**WORK TO BE COMPLETED**
Search the records below for the word "return". Copy each line where it occurs.

**DATA EXCERPTS**
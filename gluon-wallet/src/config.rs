//! Wallet Configuration
//!
//! Loaded from `~/.gluon-wallet/config.toml` unless `--config` names another
//! file. See `gluon.example.toml` for a complete example.

use crate::error::WalletError;
use anyhow::{Context, Result};
use gluon_reactor::{ProtocolConfig, ReactorError};
use serde::{Deserialize, Serialize};
use std::{
    fs,
    path::{Path, PathBuf},
    time::Duration,
};

#[derive(Debug, Clone, Serialize, Deserialize, PartialEq, Eq)]
pub struct NodeConfig {
    /// Base URL of an Ergo node with the blockchain indexer enabled
    #[serde(default)]
    pub url: String,

    /// Per-request timeout in seconds
    #[serde(default = "default_timeout_secs")]
    pub timeout_secs: u64,
}

fn default_timeout_secs() -> u64 {
    25
}

impl Default for NodeConfig {
    fn default() -> Self {
        Self {
            url: String::new(),
            timeout_secs: default_timeout_secs(),
        }
    }
}

impl NodeConfig {
    pub fn timeout(&self) -> Duration {
        Duration::from_secs(self.timeout_secs)
    }
}

#[derive(Debug, Clone, Default, Serialize, Deserialize, PartialEq, Eq)]
pub struct WalletConfig {
    #[serde(default)]
    pub node: NodeConfig,

    #[serde(default)]
    pub protocol: ProtocolConfig,
}

impl WalletConfig {
    /// Load config from a file
    pub fn load(path: &Path) -> Result<Self> {
        let contents = fs::read_to_string(path)
            .with_context(|| format!("Failed to read config from {}", path.display()))?;

        toml::from_str(&contents)
            .with_context(|| format!("Failed to parse config from {}", path.display()))
    }

    /// Save config to a file
    pub fn save(&self, path: &Path) -> Result<()> {
        if let Some(parent) = path.parent() {
            fs::create_dir_all(parent)
                .with_context(|| format!("Failed to create directory {}", parent.display()))?;
        }

        let contents = toml::to_string_pretty(self).context("Failed to serialize config")?;

        fs::write(path, contents)
            .with_context(|| format!("Failed to write config to {}", path.display()))
    }

    /// Check everything a network call needs before making one.
    pub fn validate(&self) -> Result<(), WalletError> {
        let url = self.node.url.trim();
        if url.is_empty() {
            return Err(WalletError::Configuration("node.url is not set".to_string()));
        }
        if !(url.starts_with("http://") || url.starts_with("https://")) {
            return Err(WalletError::Configuration(format!(
                "node.url must be an http(s) URL: {url}"
            )));
        }
        if self.node.timeout_secs == 0 {
            return Err(WalletError::Configuration(
                "node.timeout_secs must be positive".to_string(),
            ));
        }
        self.protocol.validate().map_err(|e| match e {
            ReactorError::Configuration(msg) => WalletError::Configuration(msg),
            other => other.into(),
        })
    }
}

/// Get the default config directory path
pub fn default_data_dir() -> Option<PathBuf> {
    dirs::home_dir().map(|home| home.join(".gluon-wallet"))
}

/// Get the default config file path
pub fn default_config_path() -> Option<PathBuf> {
    default_data_dir().map(|dir| dir.join("config.toml"))
}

**EXERCISE RESULT**
            return Err(WalletError::Configuration("node.url is not set".to_string()));
            return Err(WalletError::Configuration(format!(
            return Err(WalletError::Configuration(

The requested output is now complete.